Some buyers, he said, are switching to adjustable-rate mortgages, in which the interest rate resets after a certain amount of time. Last week the five-year adjustable-rate mortgage tracked by Freddie Mac averaged 3.78%.
“We expect the decline in demand to soften home price growth to a more sustainable pace later this year,” said Khater.
The pace of rate growth stalled last week following a slight retreat in the 10-year Treasury, said George Ratiu, Realtor.com’s manager of economic research. US Treasury bonds — particularly the 10-year Treasury — are a bellwether for fixed-rate mortgages. When 10-year Treasury yields fall, mortgage rates tend to move that way too.

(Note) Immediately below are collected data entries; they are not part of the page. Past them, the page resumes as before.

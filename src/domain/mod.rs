mod audio_format;
mod ids;
mod mobile_token;
mod secret;
mod site_url;
mod transcription_provider;
mod voice_post;

pub use audio_format::{AudioFormat, UNKNOWN_AUDIO_EXTENSION, extension_for_content_type};
pub use ids::{ChannelId, FileId, PostId, UserId};
pub use mobile_token::MobileToken;
pub use secret::{MIN_MASKED_SECRET_LEN, SECRET_MASK, mask_secret};
pub use site_url::{PLUGIN_ID, SiteUrl};
pub use transcription_provider::{DEEPINFRA_ENDPOINT, OPENAI_ENDPOINT, TranscriptionProvider};
pub use voice_post::{
    PROP_VOICE_DURATION, PROP_VOICE_MIME_TYPE, PROP_VOICE_TRANSCRIPT, Post,
    VOICE_MESSAGE_POST_TYPE, normalize_duration,
};
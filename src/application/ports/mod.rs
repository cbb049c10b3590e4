mod command_registry;
mod directory;
mod ephemeral_messenger;
mod file_store;
mod host_error;
mod kv_store;
mod post_store;
mod transcription_engine;

pub use command_registry::{CommandDefinition, CommandRegistry};
pub use directory::Directory;
pub use ephemeral_messenger::EphemeralMessenger;
pub use file_store::FileStore;
pub use host_error::HostError;
pub use kv_store::KvStore;
pub use post_store::PostStore;
pub use transcription_engine::{FailureKind, TranscriptionEngine, TranscriptionError};
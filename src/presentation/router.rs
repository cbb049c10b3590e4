use axum::Router;
use axum::middleware;
use axum::routing::{get, post};
use tower_http::trace::{DefaultMakeSpan, DefaultOnResponse, TraceLayer};
use tracing::Level;

use crate::infrastructure::observability::request_id_middleware;
use crate::presentation::handlers::{
    health_handler, mobile_record_handler, mobile_upload_handler, plugin_config_handler,
    transcribe_handler, upload_handler,
};
use crate::presentation::state::AppState;

/// Routes as seen after the host strips `/plugins/<id>`.
pub fn create_router(state: AppState) -> Router {
    let trace_layer = TraceLayer::new_for_http()
        .make_span_with(DefaultMakeSpan::new().level(Level::INFO))
        .on_response(DefaultOnResponse::new().level(Level::INFO));

    Router::new()
        .route("/health", get(health_handler))
        .route("/api/v1/config", get(plugin_config_handler))
        .route("/api/v1/upload", post(upload_handler))
        .route("/api/v1/mobile/upload", post(mobile_upload_handler))
        .route("/api/v1/transcribe", post(transcribe_handler))
        .route("/mobile/record", get(mobile_record_handler))
        .layer(middleware::from_fn(request_id_middleware))
        .layer(trace_layer)
        .with_state(state)
}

“The Treasury yield backed off as investors worried about China’s worsening Covid outbreak and large-scale lockdowns,” he said. In addition, he said, commodity prices are experiencing another shock from supply chain disruptions due to the war in Ukraine.

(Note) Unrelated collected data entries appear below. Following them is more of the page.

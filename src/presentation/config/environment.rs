use std::fmt;
use std::str::FromStr;

/// Deployment environment, selected by `APP_ENVIRONMENT`.
#[derive(Debug, Clone, Copy, PartialEq, Eq, Default)]
pub enum Environment {
    #[default]
    Local,
    Test,
    Prod,
}

impl Environment {
    pub const VARIABLE: &'static str = "APP_ENVIRONMENT";

    /// Suffix of the `appsettings.<env>` file layered over the defaults.
    pub fn as_str(&self) -> &'static str {
        match self {
            Environment::Local => "local",
            Environment::Test => "test",
            Environment::Prod => "prod",
        }
    }

    /// Reads `APP_ENVIRONMENT`, defaulting to `local` when unset.
    pub fn from_env() -> Result<Self, String> {
        match std::env::var(Self::VARIABLE) {
            Ok(raw) => raw.parse(),
            Err(_) => Ok(Self::default()),
        }
    }
}

impl FromStr for Environment {
    type Err = String;

    fn from_str(s: &str) -> Result<Self, Self::Err> {
        match s.trim().to_lowercase().as_str() {
            "local" => Ok(Self::Local),
            "test" => Ok(Self::Test),
            "prod" | "production" => Ok(Self::Prod),
            other => Err(format!(
                "Invalid environment: {}. Expected: local, test, or prod",
                other
            )),
        }
    }
}

impl fmt::Display for Environment {
    fn fmt(&self, f: &mut fmt::Formatter<'_>) -> fmt::Result {
        write!(f, "{}", self.as_str())
    }
}
use std::sync::Arc;
use std::sync::atomic::{AtomicUsize, Ordering};
use std::time::Duration;

use voice_message::application::config::TranscriptionConfig;
use voice_message::application::ports::{TranscriptionEngine, TranscriptionError};

/// Engine double returning a fixed result and counting calls.
pub struct ScriptedEngine {
    result: Result<String, TranscriptionError>,
    delay: Duration,
    calls: Arc<AtomicUsize>,
}

impl ScriptedEngine {
    pub fn returning(transcript: &str) -> Self {
        Self {
            result: Ok(transcript.to_string()),
            delay: Duration::ZERO,
            calls: Arc::new(AtomicUsize::new(0)),
        }
    }

    pub fn failing(error: TranscriptionError) -> Self {
        Self {
            result: Err(error),
            delay: Duration::ZERO,
            calls: Arc::new(AtomicUsize::new(0)),
        }
    }

    pub fn with_delay(mut self, delay: Duration) -> Self {
        self.delay = delay;
        self
    }

    pub fn calls(&self) -> usize {
        self.calls.load(Ordering::SeqCst)
    }
}

#[async_trait::async_trait]
impl TranscriptionEngine for ScriptedEngine {
    async fn transcribe(
        &self,
        _audio_data: &[u8],
        _mime_type: &str,
        _config: &TranscriptionConfig,
    ) -> Result<String, TranscriptionError> {
        self.calls.fetch_add(1, Ordering::SeqCst);
        if !self.delay.is_zero() {
            tokio::time::sleep(self.delay).await;
        }
        self.result.clone()
    }
}
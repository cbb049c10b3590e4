/// Filter applied when `RUST_LOG` is unset.
pub const DEFAULT_LOG_FILTER: &str = "info,voice_message=debug,tower_http=debug";

/// What the subscriber needs to know about the running process.
#[derive(Debug, Clone)]
pub struct TracingConfig {
    pub environment: String,
    pub json_format: bool,
    pub default_filter: String,
}

impl TracingConfig {
    pub fn new(environment: impl Into<String>, json_format: bool) -> Self {
        Self {
            environment: environment.into(),
            json_format,
            default_filter: DEFAULT_LOG_FILTER.to_string(),
        }
    }

    pub fn with_default_filter(mut self, filter: impl Into<String>) -> Self {
        self.default_filter = filter.into();
        self
    }
}
mod provider_request;
mod transcript_parser;
mod whisper_client;

pub use provider_request::ProviderRequest;
pub use transcript_parser::parse_transcript;
pub use whisper_client::{REQUEST_TIMEOUT, RetryPolicy, WhisperClient};
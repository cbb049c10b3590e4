mod config_store;
mod plugin_configuration;

pub use config_store::ConfigStore;
pub use plugin_configuration::{
    ALLOW_ALL_ROLES, DEFAULT_MAX_FILE_SIZE_MB, DEFAULT_MAX_RECORDING_DURATION_SECONDS,
    DEFAULT_MOBILE_TOKEN_TTL_SECONDS, DEFAULT_TRANSCRIPTION_MAX_DURATION_SECONDS,
    DEFAULT_TRANSCRIPTION_MODEL, PluginConfiguration, TranscriptionConfig,
};
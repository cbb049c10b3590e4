use std::fmt;

use serde::Deserialize;

use crate::domain::TranscriptionProvider;

pub const DEFAULT_MAX_RECORDING_DURATION_SECONDS: u64 = 600;
pub const DEFAULT_MAX_FILE_SIZE_MB: u64 = 50;
pub const DEFAULT_MOBILE_TOKEN_TTL_SECONDS: u64 = 15 * 60;
pub const DEFAULT_TRANSCRIPTION_MAX_DURATION_SECONDS: u64 = 300;
pub const DEFAULT_TRANSCRIPTION_MODEL: &str = "openai/whisper-large-v3-turbo";
pub const ALLOW_ALL_ROLES: &str = "all";

/// Plugin settings as the host delivers them: free-form strings and flags.
///
/// Accepts both snake_case keys (settings files, environment) and the host's
/// PascalCase keys. Every accessor resolves a typed value and never fails;
/// malformed or negative numbers fall back to their defaults.
#[derive(Clone, Default, PartialEq, Deserialize)]
#[serde(default)]
pub struct PluginConfiguration {
    #[serde(alias = "MaxRecordingDurationSeconds")]
    pub max_recording_duration_seconds: String,
    #[serde(alias = "MaxFileSizeMB")]
    pub max_file_size_mb: String,
    #[serde(alias = "MobileTokenTTLSeconds")]
    pub mobile_token_ttl_seconds: String,
    #[serde(alias = "AllowedRoles")]
    pub allowed_roles: String,
    #[serde(alias = "EnableTranscription")]
    pub enable_transcription: bool,
    #[serde(alias = "TranscriptionProvider")]
    pub transcription_provider: String,
    #[serde(alias = "TranscriptionAPIKey")]
    pub transcription_api_key: String,
    #[serde(alias = "TranscriptionServiceURL")]
    pub transcription_service_url: String,
    #[serde(alias = "TranscriptionModel")]
    pub transcription_model: String,
    #[serde(alias = "TranscriptionLanguage")]
    pub transcription_language: String,
    #[serde(alias = "TranscriptionMaxDurationSeconds")]
    pub transcription_max_duration_seconds: String,
    #[serde(alias = "AutoTranscribe")]
    pub auto_transcribe: bool,
}

fn seconds_or(raw: &str, default: u64) -> u64 {
    let raw = raw.trim();
    if raw.is_empty() {
        return default;
    }
    raw.parse::<u64>().unwrap_or(default)
}

impl PluginConfiguration {
    pub fn max_recording_duration_seconds(&self) -> u64 {
        seconds_or(
            &self.max_recording_duration_seconds,
            DEFAULT_MAX_RECORDING_DURATION_SECONDS,
        )
    }

    pub fn max_file_size_bytes(&self) -> u64 {
        let mb = match seconds_or(&self.max_file_size_mb, DEFAULT_MAX_FILE_SIZE_MB) {
            0 => DEFAULT_MAX_FILE_SIZE_MB,
            mb => mb,
        };
        mb.saturating_mul(1 << 20)
    }

    pub fn mobile_token_ttl_seconds(&self) -> u64 {
        seconds_or(
            &self.mobile_token_ttl_seconds,
            DEFAULT_MOBILE_TOKEN_TTL_SECONDS,
        )
    }

    /// Longest recording accepted for transcription; 0 disables the limit.
    pub fn transcription_max_duration_seconds(&self) -> u64 {
        seconds_or(
            &self.transcription_max_duration_seconds,
            DEFAULT_TRANSCRIPTION_MAX_DURATION_SECONDS,
        )
    }

    pub fn allowed_roles(&self) -> &str {
        match self.allowed_roles.trim() {
            "" => ALLOW_ALL_ROLES,
            roles => roles,
        }
    }

    pub fn transcription_enabled(&self) -> bool {
        self.enable_transcription
    }

    pub fn provider(&self) -> TranscriptionProvider {
        TranscriptionProvider::from_setting(&self.transcription_provider)
    }

    /// Endpoint for the resolved provider. Empty when a custom provider has no URL.
    pub fn transcription_endpoint(&self) -> String {
        match self.provider().builtin_endpoint() {
            Some(endpoint) => endpoint.to_string(),
            None => self.transcription_service_url.trim().to_string(),
        }
    }

    pub fn transcription_model(&self) -> &str {
        match self.transcription_model.trim() {
            "" => DEFAULT_TRANSCRIPTION_MODEL,
            model => model,
        }
    }

    pub fn api_key(&self) -> &str {
        self.transcription_api_key.trim()
    }

    pub fn language(&self) -> &str {
        self.transcription_language.trim()
    }

    /// Background transcription after upload needs both flags and a credential.
    pub fn auto_transcribe_enabled(&self) -> bool {
        self.enable_transcription && self.auto_transcribe && !self.api_key().is_empty()
    }

    pub fn transcription_config(&self) -> TranscriptionConfig {
        TranscriptionConfig {
            provider: self.provider(),
            endpoint: self.transcription_endpoint(),
            api_key: self.api_key().to_string(),
            model: self.transcription_model().to_string(),
            language: self.language().to_string(),
        }
    }
}

impl fmt::Debug for PluginConfiguration {
    fn fmt(&self, f: &mut fmt::Formatter<'_>) -> fmt::Result {
        f.debug_struct("PluginConfiguration")
            .field("max_recording_duration_seconds", &self.max_recording_duration_seconds)
            .field("max_file_size_mb", &self.max_file_size_mb)
            .field("mobile_token_ttl_seconds", &self.mobile_token_ttl_seconds)
            .field("allowed_roles", &self.allowed_roles)
            .field("enable_transcription", &self.enable_transcription)
            .field("transcription_provider", &self.transcription_provider)
            .field("transcription_api_key", &"[REDACTED]")
            .field("transcription_service_url", &self.transcription_service_url)
            .field("transcription_model", &self.transcription_model)
            .field("transcription_language", &self.transcription_language)
            .field(
                "transcription_max_duration_seconds",
                &self.transcription_max_duration_seconds,
            )
            .field("auto_transcribe", &self.auto_transcribe)
            .finish()
    }
}

/// Resolved provider settings for one transcription call.
#[derive(Clone, PartialEq)]
pub struct TranscriptionConfig {
    pub provider: TranscriptionProvider,
    pub endpoint: String,
    pub api_key: String,
    pub model: String,
    pub language: String,
}

impl fmt::Debug for TranscriptionConfig {
    fn fmt(&self, f: &mut fmt::Formatter<'_>) -> fmt::Result {
        f.debug_struct("TranscriptionConfig")
            .field("provider", &self.provider)
            .field("endpoint", &self.endpoint)
            .field("api_key", &"[REDACTED]")
            .field("model", &self.model)
            .field("language", &self.language)
            .finish()
    }
}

“Inflation is likely to run at a fast pace for longer than expected, keeping pressure on mortgage rates for the medium term,” said Ratiu.
Buyers backing off
There are signs that the higher interest rates are beginning to take a toll on the housing market.
Applications for mortgages were down 8.3% last week from the week before, according to the Mortgage Bankers Association. Mortgage applications to buy a home were 17% lower than a year ago and applications to refinance a loan were down 71% from this time last year.

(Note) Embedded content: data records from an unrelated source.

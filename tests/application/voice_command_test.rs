use std::sync::{Arc, Mutex};

use voice_message::application::config::PluginConfiguration;
use voice_message::application::ports::{CommandDefinition, CommandRegistry, HostError};
use voice_message::application::services::{
    CommandArgs, CommandResponse, MOBILE_TOKEN_KEY_PREFIX, ResponseType,
};
use voice_message::domain::{ChannelId, PLUGIN_ID, PostId, UserId};
use voice_message::infrastructure::host::InMemoryHost;
use voice_message::presentation::{AppState, HostPorts, PluginHooks};

use crate::helpers::fixtures::{
    ALICE, SITE_URL, TOWN_SQUARE, app_state, config_store, seeded_host, site_url,
};
use crate::helpers::scripted_engine::ScriptedEngine;

fn state(host: &Arc<InMemoryHost>, configuration: PluginConfiguration) -> AppState {
    app_state(host, Arc::new(ScriptedEngine::returning("unused")), configuration)
}

fn args(command: &str, root_id: Option<&str>) -> CommandArgs {
    CommandArgs {
        command: command.to_string(),
        user_id: UserId::new(ALICE),
        channel_id: ChannelId::new(TOWN_SQUARE),
        root_id: root_id.map(PostId::new),
    }
}

#[tokio::test]
async fn given_activation_when_registering_then_both_triggers_exist() {
    let host = seeded_host();
    let state = state(&host, PluginConfiguration::default());
    let hooks = PluginHooks::new(&state);

    hooks.on_activate(PluginConfiguration::default()).await.unwrap();

    assert_eq!(host.registered_triggers(), vec!["audiomsg", "voice"]);
}

#[tokio::test]
async fn given_deactivation_when_unregistering_then_triggers_removed() {
    let host = seeded_host();
    let state = state(&host, PluginConfiguration::default());
    let hooks = PluginHooks::new(&state);
    hooks.on_activate(PluginConfiguration::default()).await.unwrap();

    hooks.on_deactivate().await;

    assert!(host.registered_triggers().is_empty());
}

#[tokio::test]
async fn given_voice_command_when_executed_then_returns_record_link_and_prompt() {
    let host = seeded_host();
    let state = state(&host, PluginConfiguration::default());

    let response = state.voice_command.execute(&args("/voice", Some("root1"))).await;

    let link = response.goto_location.clone().unwrap();
    assert_eq!(response.response_type, Some(ResponseType::Ephemeral));
    assert!(response.text.is_empty());
    assert!(link.starts_with(&format!("{}/plugins/{}/mobile/record?token=", SITE_URL, PLUGIN_ID)));
    assert!(link.contains("&channel_id=town-square"));
    assert!(link.ends_with("&root_id=root1"));

    let keys = host.kv_keys();
    assert_eq!(keys.len(), 1);
    assert!(keys[0].starts_with(MOBILE_TOKEN_KEY_PREFIX));

    let grant: serde_json::Value = serde_json::from_slice(&host.kv_value(&keys[0]).unwrap()).unwrap();
    let prompt_id = PostId::new(grant["ephemeral_post_id"].as_str().unwrap());
    let prompt = host.ephemeral_post(&prompt_id).unwrap();
    assert!(prompt.message.contains(&link));
    assert!(prompt.message.contains("Recording limit: 10 min"));
    assert!(prompt.message.contains("~15 min (one-time use)"));
}

#[tokio::test]
async fn given_audiomsg_with_arguments_when_executed_then_handled() {
    let host = seeded_host();
    let state = state(&host, PluginConfiguration::default());

    let response = state.voice_command.execute(&args("/audiomsg now please", None)).await;

    let link = response.goto_location.unwrap();
    assert!(!link.contains("root_id"));
}

#[tokio::test]
async fn given_denied_user_when_executed_then_ephemeral_refusal() {
    let host = seeded_host();
    let settings = PluginConfiguration {
        allowed_roles: "admin".to_string(),
        ..Default::default()
    };
    let state = state(&host, settings);
    let hooks = PluginHooks::new(&state);

    let response = hooks.execute_command(&args("/voice", None)).await;

    assert_eq!(response.response_type, Some(ResponseType::Ephemeral));
    assert!(response.text.starts_with("⛔"));
    assert_eq!(response.goto_location, None);
    assert!(host.kv_keys().is_empty());
}

#[tokio::test]
async fn given_other_trigger_when_executed_then_empty_response() {
    let host = seeded_host();
    let state = state(&host, PluginConfiguration::default());

    let response = state.voice_command.execute(&args("/away", None)).await;

    assert_eq!(response, CommandResponse::default());
}

#[tokio::test]
async fn given_config_change_when_applied_then_snapshot_replaced() {
    let host = seeded_host();
    let state = state(&host, PluginConfiguration::default());
    let hooks = PluginHooks::new(&state);

    hooks.on_configuration_change(PluginConfiguration {
        max_recording_duration_seconds: "120".to_string(),
        ..Default::default()
    });

    assert_eq!(state.config.snapshot().max_recording_duration_seconds(), 120);
}

/// Registry that has never seen the triggers, so every unregister fails.
#[derive(Default)]
struct FreshRegistry {
    registered: Mutex<Vec<String>>,
}

#[async_trait::async_trait]
impl CommandRegistry for FreshRegistry {
    async fn register_command(&self, command: CommandDefinition) -> Result<(), HostError> {
        self.registered.lock().unwrap().push(command.trigger);
        Ok(())
    }

    async fn unregister_command(&self, trigger: &str) -> Result<(), HostError> {
        Err(HostError::NotFound(format!("command {}", trigger)))
    }
}

#[tokio::test]
async fn given_unregister_fails_when_registering_then_both_triggers_still_register() {
    let host = seeded_host();
    let registry = Arc::new(FreshRegistry::default());
    let mut ports = HostPorts::from_host(host);
    ports.commands = registry.clone();
    let state = AppState::new(
        ports,
        Arc::new(ScriptedEngine::returning("unused")),
        config_store(PluginConfiguration::default()),
        site_url(),
    );

    state.voice_command.register().await.unwrap();

    assert_eq!(*registry.registered.lock().unwrap(), vec!["voice", "audiomsg"]);
}
use axum::http::HeaderMap;
use axum::http::StatusCode;
use axum::response::{IntoResponse, Response};

use crate::domain::UserId;
use crate::infrastructure::observability::SESSION_USER_HEADER;

/// User id the host attached to an authenticated request, if any.
pub fn session_user(headers: &HeaderMap) -> Option<UserId> {
    headers
        .get(SESSION_USER_HEADER)
        .and_then(|v| v.to_str().ok())
        .map(str::trim)
        .filter(|v| !v.is_empty())
        .map(UserId::new)
}

pub fn plain_error(status: StatusCode, message: impl Into<String>) -> Response {
    (status, message.into()).into_response()
}

pub fn unauthorized() -> Response {
    plain_error(StatusCode::UNAUTHORIZED, "Unauthorized")
}

pub fn forbidden() -> Response {
    plain_error(StatusCode::FORBIDDEN, "Forbidden")
}

/// Byte limit for `axum::body::to_bytes`.
pub fn body_limit(max_bytes: u64) -> usize {
    usize::try_from(max_bytes).unwrap_or(usize::MAX)
}

pub fn content_type(headers: &HeaderMap) -> String {
    headers
        .get(axum::http::header::CONTENT_TYPE)
        .and_then(|v| v.to_str().ok())
        .unwrap_or("")
        .trim()
        .to_string()
}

In addition, the number of signed contracts to buy a home fell in March, marking five months of declines in a row, according to the National Association of Realtors, as low inventory and higher costs of getting into a home pushed buyers to the sidelines.
But with fewer buyers in the market, home prices are expected to cool in many areas.
“Markets reached peak prices early this spring, with the next few months expected to see a moderation in the pace of appreciation followed by a flattening in the fall,” said Ratiu.
“The good news is that for buyers frustrated by the past year’s frenzied market, the shift toward a more normal landscape holds the promise of more homes to choose from, a slower pace of sales, and better prices.”
Home affordability declining
Cooling prices don’t necessarily mean the cost of homeownership will drop, however.
Homebuyer affordability declined in March, with the national median monthly mortgage payment rising 5% to $1,736 from $1,653 in February, according to the MBA.
This has given the usually active spring homebuying season a mixed start, said Edward Seiler, MBA’s associate vice president of housing economics and executive director of the Research Institute for Housing America.
“The healthy labor market and robust wage gains fueled demand throughout the country in March, but rapid home-price growth and the surge in mortgage rates last month slowed purchase application activity,” he said.
A typical borrower’s principal and interest payment was $387 more in March than a year earlier, said Seiler.
“Swift price-appreciation, sky-high inflation, low inventory, and mortgage rates now two percentage points higher than last year are all headwinds for the housing market in the coming months — especially for first-time buyers,” said Seiler.